Although the U.S. economy has grown at a steady clip since 2014, the financial crisis that sparked the 2008 recession seems to have permanently altered Americans’ opinions about banks and the stock market. Even as the public has grown more confident about the state of the economy, Americans have remained skeptical of the country’s financial institutions.
“The financial crisis had a searing impact on public opinion,” Karlyn Bowman, a senior fellow at the American Enterprise Institute said Tuesday on “What America’s Thinking,” Hill.TV’s show about polling and public opinion. “People thought our financial system was going to collapse and they’re not that confident that it’s secure today.”

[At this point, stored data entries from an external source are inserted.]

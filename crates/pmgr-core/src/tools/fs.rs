//! File system adapter trait and operations.
//!
//! This module defines the `FsAdapter` trait for file system operations,
//! allowing for both real file system access and mock implementations for testing.

use crate::error::Result;
use std::path::Path;

/// File system adapter trait.
///
/// Defines the interface for file system operations needed to load, back up
/// and save template libraries. Implementations can be real (using `std::fs`)
/// or mocked for testing.
pub trait FsAdapter: Send + Sync {
    /// Reads the contents of a file as a string.
    ///
    /// # Arguments
    ///
    /// * `path` - Path to the file to read.
    ///
    /// # Errors
    ///
    /// Returns `PmgrError::PathNotFound` if the file doesn't exist,
    /// `PmgrError::FileReadError` if reading fails.
    fn read_to_string(&self, path: &Path) -> Result<String>;

    /// Writes a string to a file, creating it if it doesn't exist.
    ///
    /// # Arguments
    ///
    /// * `path` - Path to the file to write.
    /// * `content` - Content to write to the file.
    ///
    /// # Errors
    ///
    /// Returns `PmgrError::FileWriteError` if writing fails,
    /// `PmgrError::PermissionDenied` if lacking write permissions.
    fn write(&self, path: &Path, content: &str) -> Result<()>;

    /// Copies `from` to `to`, overwriting `to`. The source is left in place.
    ///
    /// # Errors
    ///
    /// Returns `PmgrError::PathNotFound` if `from` doesn't exist,
    /// `PmgrError::FileWriteError` if the copy fails.
    fn copy(&self, from: &Path, to: &Path) -> Result<()>;

    /// Renames `from` to `to`, replacing `to` if it exists.
    ///
    /// # Errors
    ///
    /// Returns `PmgrError::PathNotFound` if `from` doesn't exist,
    /// `PmgrError::FileWriteError` if the rename fails.
    fn rename(&self, from: &Path, to: &Path) -> Result<()>;

    /// Checks if a path exists.
    ///
    /// # Returns
    ///
    /// `true` if the path exists (file or directory), `false` otherwise.
    fn exists(&self, path: &Path) -> bool;

    /// Creates a directory and all missing parent directories.
    ///
    /// # Errors
    ///
    /// Returns `PmgrError::FileWriteError` if creation fails,
    /// `PmgrError::PermissionDenied` if lacking write permissions.
    fn create_dir_all(&self, path: &Path) -> Result<()>;

    /// Checks if a path is a file.
    fn is_file(&self, path: &Path) -> bool;
}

Bowman noted that in a report that examined surveys of the confidence in the economy, a General Social Survey study found that 31 percent of Americans had “hardly any” confidence in the leaders of banks and financial institutions.
Only 14 percent of GSS respondents said they had “a great deal” of confidence in them, up only three points from 2010 when 11 percent of Americans said that.
The 2008 crisis also triggered a long-term shift in public opinion about “Wall Street” as a proxy for America’s larger financial industry. Even as the 2008 recession fades into history, the public seems to have remained more skeptical. According to Harris Poll data cited by Bowman, 48 percent of Americans say they have “hardly any confidence” in Wall Street leaders. Just 7 percent said they had a “great deal.”
By contrast, confidence in the economy as a whole has increased markedly by contrast. A May Gallup survey found that 67 percent of Americans said that it was a “good time” to find a quality job.
“People are still confident in their own bank, the bank that they bank at. But Wall Street, banks in general, have barely recovered since the 2008 crash,” Bowman said.